Last Wednesday, I found out that my blood counts plummeted, which meant I had to stop chemo. I was also afraid my tumor was growing, which might mean I have only a few months to live. It seemed like what God was doing with me in that moment was asking me to let go of assumptions about how long I might live, and let go of my to-do lists, and return every moment to savor God’s love and the love around me. Not that I think God made my blood counts go down, but I did experience that sacred companion with me, inviting me to pay attention to the sacred opportunity in that moment.

As the Bible verse says, “don’t get worked up about what may or may not happen tomorrow.”

Then the next day, on Thursday, I got another blood test, and my key blood counts went up more than 20%, and I started taking chemo again.
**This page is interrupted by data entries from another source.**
#[cfg(test)]
use proptest_derive::Arbitrary;

#[derive(Debug, Clone, Copy, PartialEq, Eq, PartialOrd, Ord, Hash)]
#[cfg_attr(test, derive(Arbitrary))]
#[repr(u8)]
pub enum Opcode {
    /// End the tick without doing anything
    Nop = 0x00,
    /// Stop the track. Later ticks only report the halt again.
    Halt = 0xFF,
    /// Move the cursor to an offset within the program
    Jump = 0xFE,
    /// [Opcode::Jump] when the accumulator is set
    IfJump = 0xFD,
    /// [Opcode::Jump] when the accumulator is clear
    IfNotJump = 0xFC,
    /// Remember the current cursor as the section anchor
    Section = 0xFB,
    /// Go back to the section anchor
    Repeat = 0xFA,
    IfRepeat = 0xF9,
    IfNotRepeat = 0xF8,
    /// Ask the host to run an external call with a 16 bit code
    Syscall = 0xF7,
    /// Assembled like any other opcode, but never dispatched: the VM plays it as a note.
    Reset = 0xF6,
    Set = 0xF5,
    Add = 0xF4,
    Sub = 0xF3,
    Equal = 0xF2,
    Lt = 0xF1,
    Gt = 0xF0,
    LtEqual = 0xEF,
    GtEqual = 0xEE,
    /// Frames to wait between dispatch phases
    Ticks = 0xED,
    Ticks16 = 0xEC,
    /// Skip the next `n` dispatch phases
    Wait = 0xEB,
    Wait16 = 0xEA,
    Instrument = 0xE9,
    /// Select the instrument held in the register
    InstrumentSet = 0xE8,
    Play = 0xE7,
    /// Play the note held in the register
    PlaySet = 0xE6,
}

/// Width of the operand following an opcode byte
#[derive(Debug, Clone, Copy, PartialEq, Eq)]
pub enum Operand {
    None,
    U8,
    U16,
}

impl Operand {
    pub fn len(self) -> usize {
        match self {
            Operand::None => 0,
            Operand::U8 => 1,
            Operand::U16 => 2,
        }
    }

    pub fn is_empty(self) -> bool {
        self == Operand::None
    }
}

impl Opcode {
    pub const ALL: [Opcode; 27] = [
        Opcode::Nop,
        Opcode::Halt,
        Opcode::Jump,
        Opcode::IfJump,
        Opcode::IfNotJump,
        Opcode::Section,
        Opcode::Repeat,
        Opcode::IfRepeat,
        Opcode::IfNotRepeat,
        Opcode::Syscall,
        Opcode::Reset,
        Opcode::Set,
        Opcode::Add,
        Opcode::Sub,
        Opcode::Equal,
        Opcode::Lt,
        Opcode::Gt,
        Opcode::LtEqual,
        Opcode::GtEqual,
        Opcode::Ticks,
        Opcode::Ticks16,
        Opcode::Wait,
        Opcode::Wait16,
        Opcode::Instrument,
        Opcode::InstrumentSet,
        Opcode::Play,
        Opcode::PlaySet,
    ];

    /// Look up the opcode for a byte. Anything unknown is a bare note.
    pub fn parse(byte: u8) -> Option<Opcode> {
        Self::ALL.iter().copied().find(|op| *op as u8 == byte)
    }

    pub fn operand(self) -> Operand {
        match self {
            Opcode::Jump
            | Opcode::IfJump
            | Opcode::IfNotJump
            | Opcode::Syscall
            | Opcode::Ticks16
            | Opcode::Wait16 => Operand::U16,
            Opcode::Set
            | Opcode::Add
            | Opcode::Sub
            | Opcode::Equal
            | Opcode::Lt
            | Opcode::Gt
            | Opcode::LtEqual
            | Opcode::GtEqual
            | Opcode::Ticks
            | Opcode::Wait
            | Opcode::Instrument
            | Opcode::Play => Operand::U8,
            Opcode::Nop
            | Opcode::Halt
            | Opcode::Section
            | Opcode::Repeat
            | Opcode::IfRepeat
            | Opcode::IfNotRepeat
            | Opcode::Reset
            | Opcode::InstrumentSet
            | Opcode::PlaySet => Operand::None,
        }
    }

    /// Encoded size in bytes, opcode included
    pub fn size(self) -> usize {
        1 + self.operand().len()
    }

    /// The lowercase name used by the assembler and the script language
    pub fn mnemonic(self) -> &'static str {
        match self {
            Opcode::Nop => "nop",
            Opcode::Halt => "halt",
            Opcode::Jump => "jump",
            Opcode::IfJump => "ifjump",
            Opcode::IfNotJump => "ifnotjump",
            Opcode::Section => "section",
            Opcode::Repeat => "repeat",
            Opcode::IfRepeat => "ifrepeat",
            Opcode::IfNotRepeat => "ifnotrepeat",
            Opcode::Syscall => "syscall",
            Opcode::Reset => "reset",
            Opcode::Set => "set",
            Opcode::Add => "add",
            Opcode::Sub => "sub",
            Opcode::Equal => "equal",
            Opcode::Lt => "lt",
            Opcode::Gt => "gt",
            Opcode::LtEqual => "ltequal",
            Opcode::GtEqual => "gtequal",
            Opcode::Ticks => "ticks",
            Opcode::Ticks16 => "ticks16",
            Opcode::Wait => "wait",
            Opcode::Wait16 => "wait16",
            Opcode::Instrument => "instrument",
            Opcode::InstrumentSet => "instrumentset",
            Opcode::Play => "play",
            Opcode::PlaySet => "playset",
        }
    }

    pub fn from_mnemonic(name: &str) -> Option<Opcode> {
        Self::ALL.iter().copied().find(|op| op.mnemonic() == name)
    }
}

/// A decoded instruction, as seen by the dispatcher
#[derive(Debug, Clone, Copy, PartialEq, Eq)]
pub enum Op {
    Nop,
    Halt,
    Jump(u16),
    IfJump(u16),
    IfNotJump(u16),
    Section,
    Repeat,
    IfRepeat,
    IfNotRepeat,
    Syscall(u16),
    Set(u8),
    Add(u8),
    Sub(u8),
    Equal(u8),
    Lt(u8),
    Gt(u8),
    LtEqual(u8),
    GtEqual(u8),
    Ticks(u8),
    Ticks16(u16),
    Wait(u8),
    Wait16(u16),
    Instrument(u8),
    InstrumentSet,
    Play(u8),
    PlaySet,
    /// Any byte without a dispatch rule, [Opcode::Reset] included
    Note(u8),
}

impl Op {
    /// The opcode this op was decoded from. Bare notes have none.
    pub fn opcode(&self) -> Option<Opcode> {
        let opcode = match self {
            Op::Nop => Opcode::Nop,
            Op::Halt => Opcode::Halt,
            Op::Jump(_) => Opcode::Jump,
            Op::IfJump(_) => Opcode::IfJump,
            Op::IfNotJump(_) => Opcode::IfNotJump,
            Op::Section => Opcode::Section,
            Op::Repeat => Opcode::Repeat,
            Op::IfRepeat => Opcode::IfRepeat,
            Op::IfNotRepeat => Opcode::IfNotRepeat,
            Op::Syscall(_) => Opcode::Syscall,
            Op::Set(_) => Opcode::Set,
            Op::Add(_) => Opcode::Add,
            Op::Sub(_) => Opcode::Sub,
            Op::Equal(_) => Opcode::Equal,
            Op::Lt(_) => Opcode::Lt,
            Op::Gt(_) => Opcode::Gt,
            Op::LtEqual(_) => Opcode::LtEqual,
            Op::GtEqual(_) => Opcode::GtEqual,
            Op::Ticks(_) => Opcode::Ticks,
            Op::Ticks16(_) => Opcode::Ticks16,
            Op::Wait(_) => Opcode::Wait,
            Op::Wait16(_) => Opcode::Wait16,
            Op::Instrument(_) => Opcode::Instrument,
            Op::InstrumentSet => Opcode::InstrumentSet,
            Op::Play(_) => Opcode::Play,
            Op::PlaySet => Opcode::PlaySet,
            Op::Note(_) => return None,
        };
        Some(opcode)
    }

    /// Encoded size in bytes
    pub fn size(&self) -> usize {
        self.opcode().map_or(1, Opcode::size)
    }

    /// Whether executing this op ends the current dispatch phase
    pub fn ends_tick(&self) -> bool {
        matches!(
            self,
            Op::Nop
                | Op::Syscall(_)
                | Op::Ticks(_)
                | Op::Ticks16(_)
                | Op::Wait(_)
                | Op::Wait16(_)
                | Op::Instrument(_)
                | Op::InstrumentSet
                | Op::Play(_)
                | Op::PlaySet
                | Op::Note(_)
        )
    }
}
The day before might’ve been a lab error, but that day it seemed like God was reminding me of the abundance of grace way, beyond my imagination, and reminding me to celebrate life. I think both messages are true – let go of my assumptions about what will be, and celebrate God’s abundance.

Whatever way the path curves, I know that practice I began living into here of giving my entire attention to what God is doing, is a treasure beyond measure. I want to thank you for being a part of cultivating and passing on that treasure.